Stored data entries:
========================

//! Error types for the img2pdf library.
//!
//! Two distinct error types reflect two distinct failure modes:
//!
//! * [`Img2PdfError`] — **Fatal**: the job cannot proceed or produced
//!   nothing (double start, worker crash, delivery failure). Returned as
//!   `Err(Img2PdfError)` from the top-level APIs and surfaced through the
//!   manager's error callback.
//!
//! * [`ImageFault`] — **Non-fatal**: a single image failed (corrupt bytes,
//!   encoder glitch) but the rest of the queue is fine. Stored inside the
//!   completion payload so callers can inspect partial success rather than
//!   losing the whole document to one bad input.
//!
//! The separation lets callers decide their own tolerance: abort when any
//! image fails, log and continue, or report faults after the run.

use serde::{Deserialize, Serialize};
use std::path::PathBuf;
use thiserror::Error;

/// All fatal errors returned by the img2pdf library.
///
/// Per-image failures use [`ImageFault`] and are carried in the completion
/// payload rather than propagated here.
#[derive(Debug, Error)]
pub enum Img2PdfError {
    // ── Job admission ─────────────────────────────────────────────────────
    /// A job is already active; the pipeline never queues a second one.
    #[error("a conversion job is already in progress; cancel it or wait for its terminal event")]
    AlreadyProcessing,

    /// The submitted file list was empty.
    #[error("no input images were provided")]
    EmptyJob,

    /// Builder validation failed.
    #[error("invalid configuration: {0}")]
    InvalidConfig(String),

    /// An input image file could not be read.
    #[error("failed to read input file '{path}': {source}")]
    InputRead {
        path: PathBuf,
        #[source]
        source: std::io::Error,
    },

    // ── Worker results ────────────────────────────────────────────────────
    /// The completion payload does not account for every submitted image.
    #[error("malformed worker result: expected {expected} images accounted for, got {got}")]
    MalformedResult { expected: usize, got: usize },

    /// Every image in the queue failed; there is nothing to assemble.
    #[error("all {total} images failed to process\nFirst fault: {first_fault}")]
    AllImagesFailed { total: usize, first_fault: String },

    /// The worker task crashed or its channel closed without a terminal event.
    #[error("worker fault: {0}")]
    WorkerFault(String),

    // ── Assembly / delivery ───────────────────────────────────────────────
    /// Document-level assembly failure (content encoding, serialization).
    #[error("PDF assembly failed: {0}")]
    Assembly(String),

    /// The delivery strategy could not hand the document to the user.
    #[error("delivery failed: {0}")]
    Delivery(#[from] DeliveryError),

    /// Could not write the output PDF file.
    #[error("failed to write output file '{path}': {source}")]
    OutputWriteFailed {
        path: PathBuf,
        #[source]
        source: std::io::Error,
    },

    // ── Catch-all ─────────────────────────────────────────────────────────
    /// Unexpected internal error.
    #[error("internal error: {0}")]
    Internal(String),
}

/// A non-fatal error for a single image.
///
/// Recorded in the completion payload when an image fails. The job
/// continues unless ALL images fail.
#[derive(Debug, Clone, Error, Serialize, Deserialize)]
pub enum ImageFault {
    /// The source bytes could not be decoded as an image.
    #[error("image '{name}': decode failed: {detail}")]
    DecodeFailed { name: String, detail: String },

    /// Re-encoding to JPEG failed.
    #[error("image '{name}': JPEG encode failed: {detail}")]
    EncodeFailed { name: String, detail: String },

    /// Embedding the normalized image into the document failed; its page
    /// was omitted.
    #[error("image '{name}': page embed failed: {detail}")]
    EmbedFailed { name: String, detail: String },
}

impl ImageFault {
    /// Name of the input image this fault refers to.
    pub fn image_name(&self) -> &str {
        match self {
            ImageFault::DecodeFailed { name, .. }
            | ImageFault::EncodeFailed { name, .. }
            | ImageFault::EmbedFailed { name, .. } => name,
        }
    }
}

/// Errors raised by a [`crate::delivery::DeliveryStrategy`].
#[derive(Debug, Error)]
pub enum DeliveryError {
    /// The host environment refused the automatic delivery mechanism.
    /// `hint` is a user-presentable instruction for the manual fallback.
    #[error("delivery blocked by the host environment: {hint}")]
    Blocked { hint: String },

    /// Writing the artifact failed.
    #[error("failed to write '{path}': {source}")]
    Io {
        path: PathBuf,
        #[source]
        source: std::io::Error,
    },
}

#[cfg(test)]
mod tests {
    use super::*;

    #[test]
    fn malformed_result_display() {
        let e = Img2PdfError::MalformedResult {
            expected: 5,
            got: 3,
        };
        let msg = e.to_string();
        assert!(msg.contains("expected 5"), "got: {msg}");
        assert!(msg.contains("got 3"), "got: {msg}");
    }

    #[test]
    fn all_images_failed_display() {
        let e = Img2PdfError::AllImagesFailed {
            total: 4,
            first_fault: "image 'a.png': decode failed: bad header".into(),
        };
        assert!(e.to_string().contains("all 4 images"));
        assert!(e.to_string().contains("a.png"));
    }

    #[test]
    fn fault_names_are_accessible() {
        let f = ImageFault::DecodeFailed {
            name: "photo.webp".into(),
            detail: "truncated".into(),
        };
        assert_eq!(f.image_name(), "photo.webp");
        assert!(f.to_string().contains("photo.webp"));
    }

    #[test]
    fn delivery_blocked_carries_hint() {
        let e = DeliveryError::Blocked {
            hint: "open the file manually from the share sheet".into(),
        };
        assert!(e.to_string().contains("share sheet"));
    }
}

========================

What to do:
Print exactly the lines from the beginning of the entries through the line with "every submitted image.". Output nothing more.

Answer section:
//! Error types for the img2pdf library.
//!
//! Two distinct error types reflect two distinct failure modes:
//!
//! * [`Img2PdfError`] — **Fatal**: the job cannot proceed or produced
//!   nothing (double start, worker crash, delivery failure). Returned as
//!   `Err(Img2PdfError)` from the top-level APIs and surfaced through the
//!   manager's error callback.
//!
//! * [`ImageFault`] — **Non-fatal**: a single image failed (corrupt bytes,
//!   encoder glitch) but the rest of the queue is fine. Stored inside the
//!   completion payload so callers can inspect partial success rather than
//!   losing the whole document to one bad input.
//!
//! The separation lets callers decide their own tolerance: abort when any
//! image fails, log and continue, or report faults after the run.

use serde::{Deserialize, Serialize};
use std::path::PathBuf;
use thiserror::Error;

/// All fatal errors returned by the img2pdf library.
///
/// Per-image failures use [`ImageFault`] and are carried in the completion
/// payload rather than propagated here.
#[derive(Debug, Error)]
pub enum Img2PdfError {
    // ── Job admission ─────────────────────────────────────────────────────
    /// A job is already active; the pipeline never queues a second one.
    #[error("a conversion job is already in progress; cancel it or wait for its terminal event")]
    AlreadyProcessing,

    /// The submitted file list was empty.
    #[error("no input images were provided")]
    EmptyJob,

    /// Builder validation failed.
    #[error("invalid configuration: {0}")]
    InvalidConfig(String),

    /// An input image file could not be read.
    #[error("failed to read input file '{path}': {source}")]
    InputRead {
        path: PathBuf,
        #[source]
        source: std::io::Error,
    },

    // ── Worker results ────────────────────────────────────────────────────
    /// The completion payload does not account for every submitted image.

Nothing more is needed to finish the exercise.